Place the cooked veggies in the blender and add your choice of liquid, whether it’s chicken broth, vegetable broth, coconut milk, or a combination. Then you should add some aromatics, such as onions, garlic, ginger, lemongrass, fennel, peppers, and chile powder. If your fresh herbs are fading in the cooler weather, you can add smaller amounts of dried herbs like sage, oregano, thyme, or basil. Blend the ingredients until they’re smooth, adding more liquid if necessary. Pour into a saucepan and heat on the stove, seasoning with salt and pepper to taste.
Ladle into bowls and garnish with herbs, chopped vegetables, cream, or chiles. The options are endless, and you can come up with your own recipes depending on what you have on hand, or enjoy the most. Here are my two favorite blender soup recipes using butternut squash and roasted tomatoes. Find more soup recipes on my website, www.beadsandbasil.com.
Fire Roasted Tomato Soup
- 2 tbsp. olive oil
- 1 cup chopped onion
- 3 cloves garlic, minced
- 2 cups chicken or vegetable broth
- 2 (14 oz.) cans fired roasted diced tomatoes
- 1 tsp. balsamic vinegar
- 1 tsp. fresh basil, torn (or 1/2 tsp. dried basil)

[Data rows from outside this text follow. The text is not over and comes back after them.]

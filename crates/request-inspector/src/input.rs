use serde::{Deserialize, Serialize};
use std::fmt;

/// Where in the request a field came from.
#[derive(Debug, Clone, Copy, PartialEq, Eq, Hash, Serialize, Deserialize)]
#[serde(rename_all = "snake_case")]
pub enum FieldSource {
    Query,
    Form,
    Cookie,
}

impl fmt::Display for FieldSource {
    fn fmt(&self, f: &mut fmt::Formatter<'_>) -> fmt::Result {
        match self {
            Self::Query => write!(f, "query"),
            Self::Form => write!(f, "form"),
            Self::Cookie => write!(f, "cookie"),
        }
    }
}

/// One named value taken from a request.
#[derive(Debug, Clone, PartialEq, Eq)]
pub struct InspectionField {
    pub source: FieldSource,
    pub name: String,
    pub value: String,
}

/// Every inspectable field of a single request, in extraction order.
///
/// Fields are never merged: a name present in both the query string and the
/// form body appears twice, once per source.
#[derive(Debug, Clone, Default)]
pub struct InspectionInput {
    fields: Vec<InspectionField>,
}

impl InspectionInput {
    pub fn new() -> Self {
        Self::default()
    }

    /// Append one field.
    pub fn push(&mut self, source: FieldSource, name: impl Into<String>, value: impl Into<String>) {
        self.fields.push(InspectionField {
            source,
            name: name.into(),
            value: value.into(),
        });
    }

    /// Append every `(name, value)` pair under the same source.
    pub fn extend_from(
        &mut self,
        source: FieldSource,
        pairs: impl IntoIterator<Item = (String, String)>,
    ) {
        self.fields.extend(
            pairs
                .into_iter()
                .map(|(name, value)| InspectionField { source, name, value }),
        );
    }

    pub fn iter(&self) -> impl Iterator<Item = &InspectionField> {
        self.fields.iter()
    }

    pub fn len(&self) -> usize {
        self.fields.len()
    }

    pub fn is_empty(&self) -> bool {
        self.fields.is_empty()
    }
}
//! # request-inspector
//!
//! Decides whether an HTTP request may reach application code.
//!
//! The hosting server hands over the request parts and buffered body;
//! [`extract`] turns them into an [`InspectionInput`] (query parameters, form
//! fields and cookies, duplicates preserved) and the [`Inspector`] classifies
//! every value against a shared [`signature_catalog::Catalog`].  The first
//! rejected value decides the request.
//!
//! ```rust
//! use std::sync::Arc;
//! use request_inspector::{extract, InspectionLimits, Inspector};
//! use signature_catalog::Catalog;
//!
//! let inspector = Inspector::new(Arc::new(Catalog::builtin().unwrap()));
//! let (parts, _) = http::Request::get("/?id=1%27").body(()).unwrap().into_parts();
//! let input = extract::extract_request(&parts, b"", &InspectionLimits::default()).unwrap();
//! assert!(!inspector.inspect(&input).is_clean());
//! ```

pub mod extract;
mod input;
mod inspector;

pub use extract::{ExtractError, InspectionLimits};
pub use input::{FieldSource, InspectionField, InspectionInput};
pub use inspector::{FieldFinding, Inspector};
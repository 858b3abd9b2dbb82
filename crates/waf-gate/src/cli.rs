use clap::Parser;
use std::path::PathBuf;

#[derive(Parser, Debug)]
#[command(
    name = "waf-gate",
    version,
    about = "Signature-based web application firewall"
)]
pub struct Cli {
    /// Path to the configuration file
    #[arg(short, long, default_value = "waf-gate.yaml")]
    pub config: PathBuf,

    /// Listen address (overrides config file setting)
    #[arg(long)]
    pub listen: Option<String>,

    /// Path to a YAML rule file (overrides config file setting)
    #[arg(short, long)]
    pub rules: Option<PathBuf>,

    /// Verbose, human-readable logging
    #[arg(long)]
    pub debug: bool,
}
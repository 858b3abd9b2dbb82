//! Append-only JSON-lines audit trail for waf-gate.
//!
//! Rejections, malformed requests and lifecycle events are serialised as one
//! JSON object per line and appended to a file by a background task, giving a
//! [JSON Lines](https://jsonlines.org/) stream that is easy to ship and parse.
//!
//! # Quick start
//!
//! ```rust,no_run
//! use audit_log::{AuditEntry, AuditEventType, AuditSink, AuditSource};
//!
//! # async fn example() -> Result<(), Box<dyn std::error::Error>> {
//! let (sink, _handle) = AuditSink::start("/var/log/waf-gate/audit.jsonl").await?;
//!
//! sink.log(AuditEntry::new(
//!     AuditEventType::GatewayStarted,
//!     AuditSource::new("waf-gate"),
//!     serde_json::json!({"version": "0.1.0"}),
//! ));
//! # Ok(())
//! # }
//! ```

pub mod entry;
pub mod sink;
pub mod writer;

pub use entry::{AuditEntry, AuditEventType, AuditSource, DetectionRecord};
pub use sink::AuditSink;
pub use writer::{AuditWriteError, AuditWriter};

- 1/4 tsp. red pepper flakes
- 1/2 cup heavy cream
Heat olive oil in a large saucepan over medium heat. Add onion and garlic, and cook until fragrant,
2 to 3 minutes.
Put onion mixture into the bowl of a blender. Add broth, tomatoes, basil, balsamic vinegar and red pepper flakes. Blend until smooth, then pour mixture into a saucepan. Bring the mixture to a boil, reduce heat to medium-low and cover with lid. Simmer for 10 minutes, then add the cream and salt, to taste. Turn off heat and serve. Garnish with pine nuts and fresh basil.
Note: If tomatoes are in season, you can slice them in half, drizzle with olive oil, salt, and pepper and place on a foil-lined baking sheet. Roast in 375 degree oven for 40-50 minutes, until blistered and soft. Remove skins, if desired.
Roasted Butternut Squash Soup
- 1 large butternut squash
- 1 apple, peeled
- 1 yellow onion, peeled
- 2 tablespoons olive oil
- Salt and pepper
- 1 teaspoon fresh ginger, grated
- 3 cups chicken or vegetable broth
- 2 leaves of fresh sage (or 1/2 teaspoon dried sage)
Preheat oven to 375 degrees. Cut the butternut squash in half lengthwise and scoop out seeds and stringy bits with a spoon. Cut apple in half, and remove stem and core. Cut off onion root and stem, and cut in half. On a foil-lined baking pan, place the butternut squash, apple, and onion halves. Drizzle with olive oil, and sprinkle with salt and pepper. Roast for 30 minutes. Remove apple and onion from the pan and set aside. Continue roasting butternut squash for another 30 minutes, until tender. Allow to cool a few minutes. Using a spoon, scoop out the squash and put into the bowl of a blender. Add the roasted apple and onion, ginger, broth, and sage leaves. Blend until smooth. Pour mixture into a saucepan and bring to a boil, adding more broth if too thick. Reduce heat and allow to simmer for 10 minutes. Taste to see if more salt and pepper are needed, then serve in bowls. Garnish with toasted pipitas and a sprinkle of paprika, if desired.
Note: You can add coconut milk in place of half the broth, if desired.